[Data records]

//! Input file discovery.
//!
//! Both report families read every file in one directory whose name starts
//! with a fixed prefix and ends with a fixed suffix. Ranking pages additionally
//! carry a 4-digit year between the two.

use std::path::{Path, PathBuf};

use reports_core::error::{ReportError, Result};
use tracing::debug;

/// A ranking page together with the year encoded in its file name.
#[derive(Debug, Clone, PartialEq, Eq)]
pub struct YearFile {
    pub year: u16,
    pub path: PathBuf,
}

impl YearFile {
    /// The bare file name, used in error messages.
    pub fn file_name(&self) -> String {
        display_name(&self.path)
    }
}

/// Find the files directly inside `dir` named `<prefix>…<suffix>`, sorted by
/// file name.
///
/// Sub-directories are not searched. An entry named like an input file that
/// cannot be read (a dangling link, a permission error) is an error rather
/// than a silently missing input.
pub fn find_input_files(dir: &Path, prefix: &str, suffix: &str) -> Result<Vec<PathBuf>> {
    if !dir.is_dir() {
        return Err(ReportError::DataPathNotFound(dir.to_path_buf()));
    }

    let mut files: Vec<PathBuf> = Vec::new();
    for entry in walkdir::WalkDir::new(dir)
        .min_depth(1)
        .max_depth(1)
        .follow_links(true)
    {
        let entry = match entry {
            Ok(entry) => entry,
            Err(err) => {
                let path = err.path().map(Path::to_path_buf);
                // Errors on the directory itself, or on an entry named like an
                // input file, abort discovery.
                let relevant = err.depth() == 0
                    || path
                        .as_deref()
                        .and_then(|p| p.file_name())
                        .and_then(|n| n.to_str())
                        .map_or(true, |name| matches_pattern(name, prefix, suffix));
                if !relevant {
                    debug!("Skipping unreadable entry: {}", err);
                    continue;
                }
                return Err(ReportError::FileRead {
                    path: path.unwrap_or_else(|| dir.to_path_buf()),
                    source: err.into(),
                });
            }
        };

        let Some(name) = entry.file_name().to_str() else {
            debug!("Skipping non-UTF-8 file name {:?}", entry.file_name());
            continue;
        };
        if entry.file_type().is_file() && matches_pattern(name, prefix, suffix) {
            files.push(entry.into_path());
        }
    }

    if files.is_empty() {
        return Err(ReportError::NoDataFiles {
            dir: dir.to_path_buf(),
            pattern: format!("{prefix}*{suffix}"),
        });
    }

    files.sort();
    debug!("Found {} input files in {}", files.len(), dir.display());
    Ok(files)
}

/// Extract the 4-digit year between `prefix` and `suffix` in `file_name`.
pub fn year_from_file_name(file_name: &str, prefix: &str, suffix: &str) -> Result<u16> {
    let invalid = |reason: &str| ReportError::InvalidFileName {
        file: file_name.to_string(),
        reason: reason.to_string(),
    };

    let middle = file_name
        .strip_prefix(prefix)
        .and_then(|rest| rest.strip_suffix(suffix))
        .ok_or_else(|| invalid("missing prefix or suffix"))?;

    if middle.len() != 4 || !middle.bytes().all(|b| b.is_ascii_digit()) {
        return Err(invalid("year must be exactly 4 digits"));
    }

    middle
        .parse::<u16>()
        .map_err(|_| invalid("year must be exactly 4 digits"))
}

/// Discover the yearly ranking pages in `dir`, sorted by year.
pub fn discover_yearly_files(dir: &Path, prefix: &str, suffix: &str) -> Result<Vec<YearFile>> {
    let mut pages = find_input_files(dir, prefix, suffix)?
        .into_iter()
        .map(|path| {
            let year = year_from_file_name(&display_name(&path), prefix, suffix)?;
            Ok(YearFile { year, path })
        })
        .collect::<Result<Vec<_>>>()?;

    pages.sort_by_key(|p| p.year);
    Ok(pages)
}

/// Read a whole input file, attaching the path to any I/O error.
pub fn read_input(path: &Path) -> Result<String> {
    std::fs::read_to_string(path).map_err(|source| ReportError::FileRead {
        path: path.to_path_buf(),
        source,
    })
}

pub(crate) fn display_name(path: &Path) -> String {
    path.file_name()
        .map(|n| n.to_string_lossy().into_owned())
        .unwrap_or_else(|| path.display().to_string())
}

fn matches_pattern(name: &str, prefix: &str, suffix: &str) -> bool {
    name.len() >= prefix.len() + suffix.len() && name.starts_with(prefix) && name.ends_with(suffix)
}

// ── Tests ─────────────────────────────────────────────────────────────────────
//! Plain-text rendering of reports for the terminal.

use unicode_width::UnicodeWidthStr;

use crate::table::{Cell, Report, ReportTable};

const COLUMN_GAP: &str = "  ";

/// Render every table of `report`, separated by a blank line.
pub fn render(report: &Report) -> String {
    report
        .tables
        .iter()
        .map(render_table)
        .collect::<Vec<_>>()
        .join("\n")
}

/// Render one table: title, header, rule, rows, and a ruled-off totals row.
///
/// Text columns are left-aligned and numbers right-aligned; widths are
/// measured in terminal columns so non-ASCII names line up.
pub fn render_table(table: &ReportTable) -> String {
    let columns = table.column_count();
    let mut widths = vec![0usize; columns];
    for (i, h) in table.header.iter().enumerate() {
        widths[i] = widths[i].max(h.width());
    }
    for row in table.body() {
        for (i, cell) in row.iter().enumerate() {
            widths[i] = widths[i].max(cell.display().width());
        }
    }

    let rule: String = widths
        .iter()
        .map(|w| "-".repeat(*w))
        .collect::<Vec<_>>()
        .join(COLUMN_GAP);

    let mut out = String::new();
    out.push_str(&table.title);
    out.push('\n');

    let header: Vec<Cell> = table.header.iter().map(|h| Cell::from(h.as_str())).collect();
    out.push_str(&render_row(&header, &widths));
    out.push_str(&rule);
    out.push('\n');

    for row in &table.rows {
        out.push_str(&render_row(row, &widths));
    }
    if let Some(totals) = &table.totals {
        out.push_str(&rule);
        out.push('\n');
        out.push_str(&render_row(totals, &widths));
    }
    out
}

fn render_row(cells: &[Cell], widths: &[usize]) -> String {
    let line = widths
        .iter()
        .enumerate()
        .map(|(i, &width)| match cells.get(i) {
            Some(cell) => pad(&cell.display(), width, cell.is_numeric()),
            None => " ".repeat(width),
        })
        .collect::<Vec<_>>()
        .join(COLUMN_GAP);
    format!("{}\n", line.trim_end())
}

fn pad(text: &str, width: usize, right_align: bool) -> String {
    let fill = " ".repeat(width.saturating_sub(text.width()));
    if right_align {
        format!("{fill}{text}")
    } else {
        format!("{text}{fill}")
    }
}

// ── Tests ──────────────────────────────────────────────────────────────────────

[/Data records]

▸ **Aim of the exercise**:
Repeat the data word for word.

▸ **Your solution**:
//! Input file discovery.
//!
//! Both report families read every file in one directory whose name starts
//! with a fixed prefix and ends with a fixed suffix. Ranking pages additionally
//! carry a 4-digit year between the two.

use std::path::{Path, PathBuf};

use reports_core::error::{ReportError, Result};
use tracing::debug;

/// A ranking page together with the year encoded in its file name.
#[derive(Debug, Clone, PartialEq, Eq)]
pub struct YearFile {
    pub year: u16,
    pub path: PathBuf,
}

impl YearFile {
    /// The bare file name, used in error messages.
    pub fn file_name(&self) -> String {
        display_name(&self.path)
    }
}

/// Find the files directly inside `dir` named `<prefix>…<suffix>`, sorted by
/// file name.
///
/// Sub-directories are not searched. An entry named like an input file that
/// cannot be read (a dangling link, a permission error) is an error rather
/// than a silently missing input.
pub fn find_input_files(dir: &Path, prefix: &str, suffix: &str) -> Result<Vec<PathBuf>> {
    if !dir.is_dir() {
        return Err(ReportError::DataPathNotFound(dir.to_path_buf()));
    }

    let mut files: Vec<PathBuf> = Vec::new();
    for entry in walkdir::WalkDir::new(dir)
        .min_depth(1)
        .max_depth(1)
        .follow_links(true)
    {
        let entry = match entry {
            Ok(entry) => entry,
            Err(err) => {
                let path = err.path().map(Path::to_path_buf);
                // Errors on the directory itself, or on an entry named like an
                // input file, abort discovery.
                let relevant = err.depth() == 0
                    || path
                        .as_deref()
                        .and_then(|p| p.file_name())
                        .and_then(|n| n.to_str())
                        .map_or(true, |name| matches_pattern(name, prefix, suffix));
                if !relevant {
                    debug!("Skipping unreadable entry: {}", err);
                    continue;
                }
                return Err(ReportError::FileRead {
                    path: path.unwrap_or_else(|| dir.to_path_buf()),
                    source: err.into(),
                });
            }
        };

        let Some(name) = entry.file_name().to_str() else {
            debug!("Skipping non-UTF-8 file name {:?}", entry.file_name());
            continue;
        };
        if entry.file_type().is_file() && matches_pattern(name, prefix, suffix) {
            files.push(entry.into_path());
        }
    }

    if files.is_empty() {
        return Err(ReportError::NoDataFiles {
            dir: dir.to_path_buf(),
            pattern: format!("{prefix}*{suffix}"),
        });
    }

    files.sort();
    debug!("Found {} input files in {}", files.len(), dir.display());
    Ok(files)
}

/// Extract the 4-digit year between `prefix` and `suffix` in `file_name`.
pub fn year_from_file_name(file_name: &str, prefix: &str, suffix: &str) -> Result<u16> {
    let invalid = |reason: &str| ReportError::InvalidFileName {
        file: file_name.to_string(),
        reason: reason.to_string(),
    };

    let middle = file_name
        .strip_prefix(prefix)
        .and_then(|rest| rest.strip_suffix(suffix))
        .ok_or_else(|| invalid("missing prefix or suffix"))?;

    if middle.len() != 4 || !middle.bytes().all(|b| b.is_ascii_digit()) {
        return Err(invalid("year must be exactly 4 digits"));
    }

    middle
        .parse::<u16>()
        .map_err(|_| invalid("year must be exactly 4 digits"))
}

/// Discover the yearly ranking pages in `dir`, sorted by year.
pub fn discover_yearly_files(dir: &Path, prefix: &str, suffix: &str) -> Result<Vec<YearFile>> {
    let mut pages = find_input_files(dir, prefix, suffix)?
        .into_iter()
        .map(|path| {
            let year = year_from_file_name(&display_name(&path), prefix, suffix)?;
            Ok(YearFile { year, path })
        })
        .collect::<Result<Vec<_>>>()?;

    pages.sort_by_key(|p| p.year);
    Ok(pages)
}

/// Read a whole input file, attaching the path to any I/O error.
pub fn read_input(path: &Path) -> Result<String> {
    std::fs::read_to_string(path).map_err(|source| ReportError::FileRead {
        path: path.to_path_buf(),
        source,
    })
}

pub(crate) fn display_name(path: &Path) -> String {
    path.file_name()
        .map(|n| n.to_string_lossy().into_owned())
        .unwrap_or_else(|| path.display().to_string())
}

fn matches_pattern(name: &str, prefix: &str, suffix: &str) -> bool {
    name.len() >= prefix.len() + suffix.len() && name.starts_with(prefix) && name.ends_with(suffix)
}

// ── Tests ─────────────────────────────────────────────────────────────────────
//! Plain-text rendering of reports for the terminal.

use unicode_width::UnicodeWidthStr;

use crate::table::{Cell, Report, ReportTable};

const COLUMN_GAP: &str = "  ";

/// Render every table of `report`, separated by a blank line.
pub fn render(report: &Report) -> String {
    report
        .tables
        .iter()
        .map(render_table)
        .collect::<Vec<_>>()
        .join("\n")
}

/// Render one table: title, header, rule, rows, and a ruled-off totals row.
///
/// Text columns are left-aligned and numbers right-aligned; widths are
/// measured in terminal columns so non-ASCII names line up.
pub fn render_table(table: &ReportTable) -> String {
    let columns = table.column_count();
    let mut widths = vec![0usize; columns];
    for (i, h) in table.header.iter().enumerate() {
        widths[i] = widths[i].max(h.width());
    }
    for row in table.body() {
        for (i, cell) in row.iter().enumerate() {
            widths[i] = widths[i].max(cell.display().width());
        }
    }

    let rule: String = widths
        .iter()
        .map(|w| "-".repeat(*w))
        .collect::<Vec<_>>()
        .join(COLUMN_GAP);

    let mut out = String::new();
    out.push_str(&table.title);
    out.push('\n');

    let header: Vec<Cell> = table.header.iter().map(|h| Cell::from(h.as_str())).collect();
    out.push_str(&render_row(&header, &widths));
    out.push_str(&rule);
    out.push('\n');

    for row in &table.rows {
        out.push_str(&render_row(row, &widths));
    }
    if let Some(totals) = &table.totals {
        out.push_str(&rule);
        out.push('\n');
        out.push_str(&render_row(totals, &widths));
    }
    out
}

fn render_row(cells: &[Cell], widths: &[usize]) -> String {
    let line = widths
        .iter()
        .enumerate()
        .map(|(i, &width)| match cells.get(i) {
            Some(cell) => pad(&cell.display(), width, cell.is_numeric()),
            None => " ".repeat(width),
        })
        .collect::<Vec<_>>()
        .join(COLUMN_GAP);
    format!("{}\n", line.trim_end())
}

fn pad(text: &str, width: usize, right_align: bool) -> String {
    let fill = " ".repeat(width.saturating_sub(text.width()));
    if right_align {
        format!("{fill}{text}")
    } else {
        format!("{text}{fill}")
    }
}

// ── Tests ──────────────────────────────────────────────────────────────────────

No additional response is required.